On the Burstiness of Distributed Machine Learning Traffic
Natchanon Luangsomboon, Fahimeh Fazel, J\"org Liebeherr, Ashkan, Sobhani, Shichao Guan, Xingjun Chu

TL;DR
This paper investigates the high short-term burstiness of distributed machine learning traffic in data centers, revealing significant challenges for congestion control and flow management.
Contribution
It introduces metrics to quantify burstiness and provides empirical analysis of ResNet-50 training traffic, highlighting its impact on network performance.
Findings
Distributed ML traffic shows peak-to-mean ratios over 60:1 at 5 ms intervals.
Training software manages transmissions to prevent congestion despite high burstiness.

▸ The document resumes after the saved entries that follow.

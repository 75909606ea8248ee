//! Binance REST Client
//!
//! Public market-data routes of the Binance spot API:
//! <https://github.com/binance/binance-spot-api-docs/blob/master/rest-api.md>

use std::time::Duration;

use async_trait::async_trait;
use reqwest::{Client, StatusCode};
use serde::Deserialize;
use serde_json::Value;

use super::{validate_symbol, validate_window, ExchangeClient};
use crate::error::{ExchangeError, Result};
use crate::model::{KlineParams, KlineSeries};

pub const DEFAULT_BASE_URL: &str = "https://api.binance.com";
pub const DEFAULT_TIMEOUT_SECS: u64 = 20;

pub const PATH_PING: &str = "/api/v3/ping";
pub const PATH_KLINES: &str = "/api/v3/klines";

/// Header carrying the API key credential
pub const API_KEY_HEADER: &str = "X-MBX-APIKEY";

/// Binance client configuration
#[derive(Clone, Debug)]
pub struct BinanceConfig {
    /// REST base URL, without trailing path
    pub base_url: String,

    /// API key; empty means no credential header is sent
    pub api_key: String,

    /// Per-request timeout in seconds
    pub timeout_secs: u64,
}

impl Default for BinanceConfig {
    fn default() -> Self {
        Self {
            base_url: DEFAULT_BASE_URL.into(),
            api_key: String::new(),
            timeout_secs: DEFAULT_TIMEOUT_SECS,
        }
    }
}

impl BinanceConfig {
    pub fn from_env() -> Self {
        Self::from_lookup(|key| std::env::var(key).ok())
    }

    /// Build from an arbitrary variable lookup (`BINANCE_BASE_URL`, `BINANCE_API_KEY`)
    pub fn from_lookup(lookup: impl Fn(&str) -> Option<String>) -> Self {
        let base_url = lookup("BINANCE_BASE_URL")
            .filter(|v| !v.trim().is_empty())
            .unwrap_or_else(|| DEFAULT_BASE_URL.into());
        let api_key = lookup("BINANCE_API_KEY").unwrap_or_default();

        Self {
            base_url,
            api_key,
            ..Default::default()
        }
    }
}

/// Error body returned by Binance on rejected requests
#[derive(Debug, Deserialize)]
struct ApiErrorBody {
    code: i64,
    msg: String,
}

/// Binance spot REST client
#[derive(Clone, Debug)]
pub struct BinanceClient {
    http: Client,
    config: BinanceConfig,
}

impl BinanceClient {
    /// Create a client for `base_url`. Without an explicit key, `BINANCE_API_KEY`
    /// is read once here (empty when unset).
    pub fn new(base_url: impl Into<String>, api_key: Option<String>) -> Self {
        let api_key = api_key
            .or_else(|| std::env::var("BINANCE_API_KEY").ok())
            .unwrap_or_default();

        Self::from_config(BinanceConfig {
            base_url: base_url.into(),
            api_key,
            ..Default::default()
        })
    }

    /// Create from configuration
    pub fn from_config(config: BinanceConfig) -> Self {
        Self {
            http: Client::new(),
            config,
        }
    }

    /// Create from environment variables
    pub fn from_env() -> Self {
        Self::from_config(BinanceConfig::from_env())
    }

    pub fn config(&self) -> &BinanceConfig {
        &self.config
    }

    fn url(&self, path: &str) -> String {
        format!("{}{}", self.config.base_url.trim_end_matches('/'), path)
    }

    /// Issue one GET and return the body of a 200 response.
    async fn get(&self, path: &str, query: &[(String, String)]) -> Result<String> {
        let url = self.url(path);

        let mut request = self
            .http
            .get(&url)
            .query(query)
            .timeout(Duration::from_secs(self.config.timeout_secs));
        if !self.config.api_key.is_empty() {
            request = request.header(API_KEY_HEADER, &self.config.api_key);
        }

        let response = request.send().await.map_err(|e| {
            tracing::warn!(url = %url, error = %e, "An error occurred during the GET {} request", url);
            ExchangeError::transport(&url, &e)
        })?;

        let status = response.status();
        let body = response.text().await.map_err(|e| {
            tracing::warn!(url = %url, error = %e, "Failed to read response body");
            ExchangeError::transport(&url, &e)
        })?;

        if status != StatusCode::OK {
            let message = serde_json::from_str::<ApiErrorBody>(&body)
                .map(|b| format!("{} (code {})", b.msg, b.code))
                .unwrap_or_else(|_| body.chars().take(200).collect());
            tracing::warn!(url = %url, status = status.as_u16(), "GET {} returned {}", url, status);
            return Err(ExchangeError::from_status(status.as_u16(), message));
        }

        Ok(body)
    }

    /// Probe `path`; `Ok` only on HTTP 200.
    pub async fn ping_at(&self, path: &str) -> Result<()> {
        self.get(path, &[]).await.map(|_| ())
    }

    pub async fn ping(&self) -> Result<()> {
        self.ping_at(PATH_PING).await
    }

    pub async fn test_connection_at(&self, path: &str) -> bool {
        match self.ping_at(path).await {
            Ok(()) => true,
            Err(e) => {
                tracing::warn!("Connection test against {} failed: {}", self.url(path), e);
                false
            }
        }
    }

    async fn fetch_json(&self, path: &str, query: &[(String, String)]) -> Result<Value> {
        let body = self.get(path, query).await?;
        Ok(serde_json::from_str(&body)?)
    }

    /// Fetch and decode a kline array
    pub async fn fetch_klines(&self, symbol: &str, path: &str, query: &[(String, String)]) -> Result<KlineSeries> {
        let value = self.fetch_json(path, query).await?;
        let series = KlineSeries::from_json(symbol, &value)?;

        tracing::debug!(symbol, klines = series.len(), "Fetched klines");
        Ok(series)
    }

    pub async fn latest_close_price_at(&self, symbol: &str, params: &KlineParams, path: &str) -> Result<f64> {
        validate_symbol(symbol)?;
        let value = self.fetch_json(path, &params.to_query(symbol)).await?;
        KlineSeries::first_close_from_json(symbol, &value)
    }

    pub async fn change_at(&self, symbol: &str, interval: &str, duration: u32, path: &str) -> Result<f64> {
        validate_window(symbol, interval, duration)?;
        let series = self.fetch_klines(symbol, path, &window_query(symbol, interval, duration)).await?;
        series.percent_change()
    }

    pub async fn window_high_at(&self, symbol: &str, interval: &str, duration: u32, path: &str) -> Result<f64> {
        validate_window(symbol, interval, duration)?;
        let series = self.fetch_klines(symbol, path, &window_query(symbol, interval, duration)).await?;
        series.highest_high()
    }
}

fn window_query(symbol: &str, interval: &str, duration: u32) -> Vec<(String, String)> {
    KlineParams::empty()
        .with("interval", interval)
        .with("limit", duration.to_string())
        .to_query(symbol)
}

#[async_trait]
impl ExchangeClient for BinanceClient {
    async fn test_connection(&self) -> bool {
        self.test_connection_at(PATH_PING).await
    }

    async fn get_latest_close_price(&self, symbol: &str, params: &KlineParams) -> Result<f64> {
        self.latest_close_price_at(symbol, params, PATH_KLINES).await
    }

    async fn get_change(&self, symbol: &str, interval: &str, duration: u32) -> Result<f64> {
        self.change_at(symbol, interval, duration, PATH_KLINES).await
    }

    async fn get_window_high(&self, symbol: &str, interval: &str, duration: u32) -> Result<f64> {
        self.window_high_at(symbol, interval, duration, PATH_KLINES).await
    }

    fn name(&self) -> &str {
        "Binance"
    }
}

Extrapolation indicates significant challenges for congestion control in multi-application scenarios.
Abstract
Traffic from distributed training of machine learning (ML) models makes up a large and growing fraction of the traffic mix in enterprise data centers. While work on distributed ML abounds, the network traffic generated by distributed ML has received little attention. Using measurements on a testbed network, we investigate the traffic characteristics generated by the training of the ResNet-50 neural network with an emphasis on studying its short-term burstiness. For the latter we propose metrics that quantify traffic burstiness at different time scales. Our analysis reveals that distributed ML traffic exhibits a very high degree of burstiness on short time scales, exceeding a 60:1 peak-to-mean ratio on time intervals as long as 5~ms. We observe that training software orchestrates transmissions in such a way that burst transmissions from different sources within the same application do…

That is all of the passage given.